“And the peace of God, which surpasses all understanding, will guard your hearts and your minds in Christ Jesus.” Philippians 4:7
As we watch the horrible reports of the Russian invasion of Ukraine, my heart goes out to the Ukrainian people who are out-manned and out-gunned, but not disheartened. These scenes of violence and destruction bring to mind experiences of war and peace, and a reflection of a Christian understanding of peace with justice.
The scenes make me even more aware of my own privilege—not having served in the military, nor been directly exposed to war. My closest brush with war was serving as a young adult missionary the late 1980s in Nicaragua where I missed a Contra attack by one day in a northern mountain village. After the Contras and the Sandinistas signed the Central America Peace accords in Esquipulas in 1987, I served on a Peace Commission that traveled up to the mountains to convince the Contra soldiers to lay down their weapons in exchange for amnesty and a plot of land. I felt so vulnerable as our commission traveled unarmed into the war zone to meet with a group of Contras. It was difficult for soldiers to trust the government and begin the long-slow reconciliation process. We read Scripture and prayed with the soldiers, offered the terms for peace, and listened to their fears.
Similar to Ukraine and many of the wars fought in the late 20th century, Nicaragua was a proxy-war fought between two superpowers with the poor and vulnerable paying the highest price. Even in this war, most of the Russian soldiers are conscripts doing mandatory military service and the Ukrainians did not ask for this war. Again it is the poor and marginalized who are pawns in the hands of the powerful.
Fast forward to Wesley Theological Seminary where the Oxnam Chapel has a picture of the Soviet satellite Sputnik in the stain-glassed windows. It remains a symbol of the modern geo-political reality that was prevalent at the time of the chapel’s construction and persists today. This was pointed out to me in the fall of 2018 when the United Methodist Bishop of the Eurasian Episcopal Area, Rev. Edward Khegay, preached in the chapel about the history of the Cold War, his conversion to Christianity, and friendship between the U.S. and Russia. While the people of Russia and the U.S. want peace, there are tensions over Russian’s invasion of Ukraine and Western nations’ expansion in Eastern Europe. In the midst of these geo-political conflicts how are Christians to respond?
The architecture of the chapel offers a theological response to this question. The southern-facing windows of the chapel open to the world and specifically the political center of government in Washington DC. On the opposite northern wall the chapel has a brick wall that represents a cloister providing the seminary community a safe place to gather, worship, study and pray. Christians have one foot in the church and another foot in the world. Jesus Christ is God incarnate and has two natures as one who is fully divine and also a son born to Mary in Bethlehem in land occupied by the Roman Empire. Jesus was born among the humble and vulnerable. How did Jesus respond to political challenges and injustices of his day? How are Christians today to respond to unjust military attacks and occupations?

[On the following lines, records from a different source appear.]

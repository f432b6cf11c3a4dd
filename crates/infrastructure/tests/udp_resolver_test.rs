use hickory_proto::op::{Message, MessageType, OpCode, ResponseCode};
use hickory_proto::rr::rdata::NS;
use hickory_proto::rr::{Name, RData, Record};
use nsgate_application::ports::NsResolver;
use nsgate_domain::{DomainError, Fqdn};
use nsgate_infrastructure::UdpNsResolver;
use std::net::SocketAddr;
use std::str::FromStr;
use std::time::Duration;
use tokio::net::UdpSocket;

/// Spawn a single-shot resolver on 127.0.0.1 that answers every query with
/// the given rcode and NS targets, echoing the query ID and question.
async fn spawn_mock_resolver(rcode: ResponseCode, targets: Vec<&'static str>) -> SocketAddr {
    let socket = UdpSocket::bind("127.0.0.1:0").await.unwrap();
    let addr = socket.local_addr().unwrap();

    tokio::spawn(async move {
        let mut buf = vec![0u8; 512];
        let (len, peer) = socket.recv_from(&mut buf).await.unwrap();
        let request = Message::from_vec(&buf[..len]).unwrap();

        let mut response = Message::new(request.id(), MessageType::Response, OpCode::Query);
        response.set_response_code(rcode);
        for query in request.queries() {
            response.add_query(query.clone());
            for target in &targets {
                response.add_answer(Record::from_rdata(
                    query.name().clone(),
                    300,
                    RData::NS(NS(Name::from_str(target).unwrap())),
                ));
            }
        }

        let bytes = response.to_vec().unwrap();
        socket.send_to(&bytes, peer).await.unwrap();
    });

    addr
}

fn client(addr: SocketAddr) -> UdpNsResolver {
    UdpNsResolver::new(&addr.to_string(), Duration::from_secs(2)).unwrap()
}

#[tokio::test]
async fn test_lookup_returns_ns_targets() {
    let addr = spawn_mock_resolver(
        ResponseCode::NoError,
        vec!["ns1.example.com.", "ns2.example.com."],
    )
    .await;

    let domain = Fqdn::parse("example.com").unwrap();
    let nameservers = client(addr).lookup_ns(&domain).await.unwrap();

    assert_eq!(nameservers, vec!["ns1.example.com.", "ns2.example.com."]);
}

#[tokio::test]
async fn test_lookup_of_nxdomain_yields_empty_answer_set() {
    let addr = spawn_mock_resolver(ResponseCode::NXDomain, vec![]).await;

    let domain = Fqdn::parse("nonexistent.example").unwrap();
    let nameservers = client(addr).lookup_ns(&domain).await.unwrap();

    assert!(nameservers.is_empty());
}

#[tokio::test]
async fn test_lookup_of_servfail_yields_empty_answer_set() {
    // A SERVFAIL that decodes cleanly is not a transport failure; it simply
    // carries no usable delegation and the check falls through to a denial.
    let addr = spawn_mock_resolver(ResponseCode::ServFail, vec![]).await;

    let domain = Fqdn::parse("example.com").unwrap();
    let nameservers = client(addr).lookup_ns(&domain).await.unwrap();

    assert!(nameservers.is_empty());
}

#[tokio::test]
async fn test_silent_resolver_times_out() {
    // Bind a socket that never answers.
    let socket = UdpSocket::bind("127.0.0.1:0").await.unwrap();
    let addr = socket.local_addr().unwrap();

    let resolver = UdpNsResolver::new(&addr.to_string(), Duration::from_millis(100)).unwrap();
    let domain = Fqdn::parse("example.com").unwrap();
    let result = resolver.lookup_ns(&domain).await;

    assert!(matches!(result, Err(DomainError::QueryTimeout)));
}

#[tokio::test]
async fn test_mismatched_response_id_is_rejected() {
    let socket = UdpSocket::bind("127.0.0.1:0").await.unwrap();
    let addr = socket.local_addr().unwrap();

    tokio::spawn(async move {
        let mut buf = vec![0u8; 512];
        let (len, peer) = socket.recv_from(&mut buf).await.unwrap();
        let request = Message::from_vec(&buf[..len]).unwrap();

        // Answer with an unrelated ID.
        let mut response = Message::new(
            request.id().wrapping_add(1),
            MessageType::Response,
            OpCode::Query,
        );
        response.set_response_code(ResponseCode::NoError);
        for query in request.queries() {
            response.add_query(query.clone());
        }
        socket
            .send_to(&response.to_vec().unwrap(), peer)
            .await
            .unwrap();
    });

    let resolver = UdpNsResolver::new(&addr.to_string(), Duration::from_secs(2)).unwrap();
    let domain = Fqdn::parse("example.com").unwrap();
    let result = resolver.lookup_ns(&domain).await;

    assert!(matches!(result, Err(DomainError::InvalidDnsResponse(_))));
}
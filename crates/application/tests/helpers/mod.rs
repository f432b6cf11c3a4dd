mod mock_resolvers;

pub use mock_resolvers::MockNsResolver;
//! nsgate Application Layer
pub mod ports;
pub mod use_cases;

pub use ports::NsResolver;
pub use use_cases::{CheckHostUseCase, HostVerdict};
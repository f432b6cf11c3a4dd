use super::dns::DnsConfig;
use super::errors::ConfigError;
use super::logging::LoggingConfig;
use super::server::ServerConfig;
use crate::allow_list::NsAllowList;

/// Main configuration for nsgate.
///
/// Loaded from environment variables at process start, with CLI flags
/// applied on top. The allow-list is required; everything else has a
/// default.
#[derive(Debug, Clone)]
pub struct Config {
    pub server: ServerConfig,

    pub dns: DnsConfig,

    pub logging: LoggingConfig,

    /// Nameservers authorized to serve checked domains.
    pub allow_list: NsAllowList,
}

impl Config {
    /// Load configuration from the process environment.
    ///
    /// Environment variables:
    /// - `OUR_NS` (required): comma-separated allow-listed nameservers
    /// - `NAMESERVERS`: comma-separated upstream resolvers
    /// - `PORT`: HTTP listener port
    /// - `BIND_ADDRESS`: HTTP bind address
    /// - `LOG_LEVEL`: tracing filter level
    pub fn from_env(overrides: CliOverrides) -> Result<Self, ConfigError> {
        let allow_list = match std::env::var("OUR_NS") {
            Ok(raw) => NsAllowList::from_csv(&raw)?,
            Err(_) => return Err(ConfigError::MissingAllowList),
        };

        let mut server = ServerConfig::default();
        if let Ok(raw) = std::env::var("PORT") {
            server.port = Self::parse_port(&raw)?;
        }
        if let Ok(bind) = std::env::var("BIND_ADDRESS") {
            server.bind_address = bind;
        }

        let mut dns = DnsConfig::default();
        if let Ok(raw) = std::env::var("NAMESERVERS") {
            let resolvers = DnsConfig::parse_resolvers(&raw);
            if !resolvers.is_empty() {
                dns.resolvers = resolvers;
            }
        }

        let mut logging = LoggingConfig::default();
        if let Ok(level) = std::env::var("LOG_LEVEL") {
            logging.level = level;
        }

        let mut config = Self {
            server,
            dns,
            logging,
            allow_list,
        };
        config.apply_cli_overrides(overrides);
        Ok(config)
    }

    pub fn parse_port(raw: &str) -> Result<u16, ConfigError> {
        raw.trim()
            .parse::<u16>()
            .map_err(|e| ConfigError::InvalidPort(raw.to_string(), e.to_string()))
    }

    fn apply_cli_overrides(&mut self, overrides: CliOverrides) {
        if let Some(port) = overrides.port {
            self.server.port = port;
        }
        if let Some(bind) = overrides.bind_address {
            self.server.bind_address = bind;
        }
        if let Some(level) = overrides.log_level {
            self.logging.level = level;
        }
    }
}

/// Command-line overrides for configuration
#[derive(Debug, Default)]
pub struct CliOverrides {
    pub port: Option<u16>,
    pub bind_address: Option<String>,
    pub log_level: Option<String>,
}
use crate::handlers;
use crate::state::AppState;
use axum::{routing::get, Router};

pub fn create_api_routes(state: AppState) -> Router {
    Router::new()
        .route("/check-host", get(handlers::check_host))
        .route("/health", get(handlers::health_check))
        .with_state(state)
}
use serde::Deserialize;

#[derive(Debug, Deserialize)]
pub struct CheckHostQuery {
    pub domain: Option<String>,
}
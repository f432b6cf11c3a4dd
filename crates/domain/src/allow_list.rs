use crate::config::ConfigError;
use crate::fqdn::Fqdn;
use std::collections::HashSet;

/// The set of nameserver names authorized to serve delegated zones.
///
/// Built once at startup from the `OUR_NS` environment value and shared
/// read-only for the process lifetime. Membership checks normalize the
/// candidate the same way entries are normalized, so names returned by an
/// upstream resolver match regardless of letter case or a missing
/// trailing dot.
#[derive(Debug, Clone)]
pub struct NsAllowList {
    entries: HashSet<Fqdn>,
}

impl NsAllowList {
    /// Parse a comma-separated list of nameserver names.
    ///
    /// Entries are trimmed and empty segments dropped; an input that yields
    /// no entries is a configuration error.
    pub fn from_csv(raw: &str) -> Result<Self, ConfigError> {
        let mut entries = HashSet::new();

        for part in raw.split(',') {
            let part = part.trim();
            if part.is_empty() {
                continue;
            }
            let fqdn = Fqdn::parse(part)
                .map_err(|e| ConfigError::Validation(e.to_string()))?;
            entries.insert(fqdn);
        }

        if entries.is_empty() {
            return Err(ConfigError::EmptyAllowList);
        }

        Ok(Self { entries })
    }

    /// Test whether a nameserver name belongs to the allow-list.
    pub fn contains(&self, nameserver: &str) -> bool {
        match Fqdn::parse(nameserver) {
            Ok(fqdn) => self.entries.contains(&fqdn),
            Err(_) => false,
        }
    }

    pub fn len(&self) -> usize {
        self.entries.len()
    }

    pub fn is_empty(&self) -> bool {
        self.entries.is_empty()
    }

    pub fn iter(&self) -> impl Iterator<Item = &Fqdn> {
        self.entries.iter()
    }
}
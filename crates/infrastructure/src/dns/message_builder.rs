//! DNS Message Builder
//!
//! Constructs NS query messages in wire format using `hickory-proto`.

use hickory_proto::op::{Message, MessageType, OpCode, Query};
use hickory_proto::rr::{DNSClass, Name, RecordType};
use hickory_proto::serialize::binary::{BinEncodable, BinEncoder};
use nsgate_domain::{DomainError, Fqdn};
use std::str::FromStr;

/// Builds DNS query messages in wire format
pub struct MessageBuilder;

impl MessageBuilder {
    /// Build an NS query for `domain` and serialize it to wire format.
    ///
    /// Creates a standard recursive query: random ID, RD flag set, single
    /// question, class IN. The ID is returned alongside the bytes so the
    /// response can be matched against the request.
    pub fn build_ns_query(domain: &Fqdn) -> Result<(u16, Vec<u8>), DomainError> {
        let name = Name::from_str(domain.as_str()).map_err(|e| {
            DomainError::InvalidDomainName(format!("Invalid domain '{}': {}", domain, e))
        })?;

        let mut query = Query::new();
        query.set_name(name);
        query.set_query_type(RecordType::NS);
        query.set_query_class(DNSClass::IN);

        let id = fastrand::u16(..);

        let mut message = Message::new(id, MessageType::Query, OpCode::Query);
        message.set_recursion_desired(true);
        message.add_query(query);

        let bytes = Self::serialize_message(&message)?;
        Ok((id, bytes))
    }

    fn serialize_message(message: &Message) -> Result<Vec<u8>, DomainError> {
        let mut buf = Vec::with_capacity(512);
        let mut encoder = BinEncoder::new(&mut buf);

        message.emit(&mut encoder).map_err(|e| {
            DomainError::InvalidDomainName(format!("Failed to serialize DNS message: {}", e))
        })?;

        Ok(buf)
    }
}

In his sermon on “Scriptural Christianity” John Wesley calls upon Christians filled with the Holy Spirit to practice human solidarity with those who suffer. He writes:
“Who cannot suffer one among them to lack anything, but continually give to every man as he hath need; who, one and all, have the love of God filling their hearts, and constraining them to love their neighbour as themselves.”
Lest one country boast that we are better than another or that we are just, Wesley goes on to warn that no country can call itself Christian: “With what propriety can we term any a Christian country, which does not answer this description? Why then, let us confess we have never yet seen a Christian country upon earth.” Even as we witness the horrors of war in the Ukraine, we realize that we still must confront much violence and occupations in our country’s history.
In closing, let us respond to this war in Ukraine by not falling into an extreme. Let us not isolate ourselves inside a cloister without a social witness to a world that longs for the prophetic witness of the Church. At the same time, let us not go out into the world and forget the values and commitments that ground us in the Gospel. Christ invites us to follow him as the Prince of Peace and that “the peace of God, which surpasses all understanding, will guard your hearts and your minds in Christ Jesus.” Let us follow Christ’s example, overcome our differences and work for peace on earth.